February 15, 2013

French Dip Sandwich or Roast Beef Sandwich Au Jus

Although we Americans call it a French Dip - it's actually not a French dish, and it's not served in France.  It's an American sandwich that is served on a 'French' roll or bun.  A French dip sandwich, also known as a beef dip, or roast beef sandwiches au jus (with juice), is a hot sandwich consisting of thinly sliced roast beef on a "French roll" or baguette.

This is a favorite of our family and if I don't make it every 2 months or so, it's requested and I'm 'reminded' I haven't made it in a while! If you have recently bought 'half a cow' and have a lot of roasts in the freezer, this is a good way to use them! 

French Dip Sandwich or Roast Beef Sandwich Au Jus

1 T chopped or minced garlic
1 beef bouillon cube
1 T rosemary
3 bay leaves
3/4 c - 1 cup soy sauce  (I use approximately 1 cup, give or take)
about 6 cups water
1 beef roast (chuck is affordable and tastes the best)
provolone cheese

Put all ingredients in a Crock-pot or slow cooker.  The size of your roast can be anything from 3 pounds to about 4 or 5 but 3-4 is best for the amount of juice left for dipping.   Cook on high 6-8 hours until tender and falls apart easily when you pull with a fork.

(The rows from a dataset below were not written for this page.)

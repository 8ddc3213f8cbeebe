use construct_shared::{
    const_config::path::{PATH_API_PAYMENT, PATH_API_PAYMENTS, PATH_API_PAYMENT_CREATE},
    payments::{PaymentDetail, PaymentId, PaymentInitiated, PaymentSummary},
    req_args::api::InitiatePaymentReqArgs,
    token::AuthToken,
};

use crate::{
    client::{UiCallBack, DUMMY_ARGUMENT},
    data_api::FetchReceiver,
    Client,
};

impl Client {
    #[tracing::instrument(skip(token, ui_notify))]
    pub fn get_list_payments<F: UiCallBack>(
        &self,
        token: &AuthToken,
        ui_notify: F,
    ) -> FetchReceiver<Vec<PaymentSummary>> {
        self.send_request_expect_json(
            &PATH_API_PAYMENTS,
            PATH_API_PAYMENTS.path,
            token,
            &DUMMY_ARGUMENT,
            ui_notify,
        )
    }

    #[tracing::instrument(skip(token, ui_notify))]
    pub fn get_payment_detail<F: UiCallBack>(
        &self,
        token: &AuthToken,
        id: PaymentId,
        ui_notify: F,
    ) -> FetchReceiver<Option<PaymentDetail>> {
        let path = PATH_API_PAYMENT.path_with_id(id);
        self.send_request_expect_optional_json(&PATH_API_PAYMENT, &path, token, ui_notify)
    }

    #[tracing::instrument(skip(token, ui_notify))]
    pub fn create_payment<F: UiCallBack>(
        &self,
        token: &AuthToken,
        args: &InitiatePaymentReqArgs,
        ui_notify: F,
    ) -> FetchReceiver<PaymentInitiated> {
        self.send_request_expect_json(
            &PATH_API_PAYMENT_CREATE,
            PATH_API_PAYMENT_CREATE.path,
            token,
            args,
            ui_notify,
        )
    }
}
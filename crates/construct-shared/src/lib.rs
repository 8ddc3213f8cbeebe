//! Code shared between the client core and the application

#![warn(unused_crate_dependencies)]

pub mod const_config;
pub mod errors;
pub mod id;
pub mod images;
mod macros;
pub mod payments;
pub mod req_args;
pub mod route;
pub mod session;
pub mod token;
pub mod uac;

#[cfg(not(target_arch = "wasm32"))]
pub mod telemetry;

Remove roast from slow cooker and shred with two forks, pulling all the pieces apart.  Remove the bay leaves from the juices in the slow cooker.   Place the shredded beef back in the crock pot and keep on 'warm' setting until needed.  Open a roll, spoon meat on and cover with a slice of cheese.   Broil in the oven just until the cheese is melted.  Spoon liquid into small cups on the side for dipping.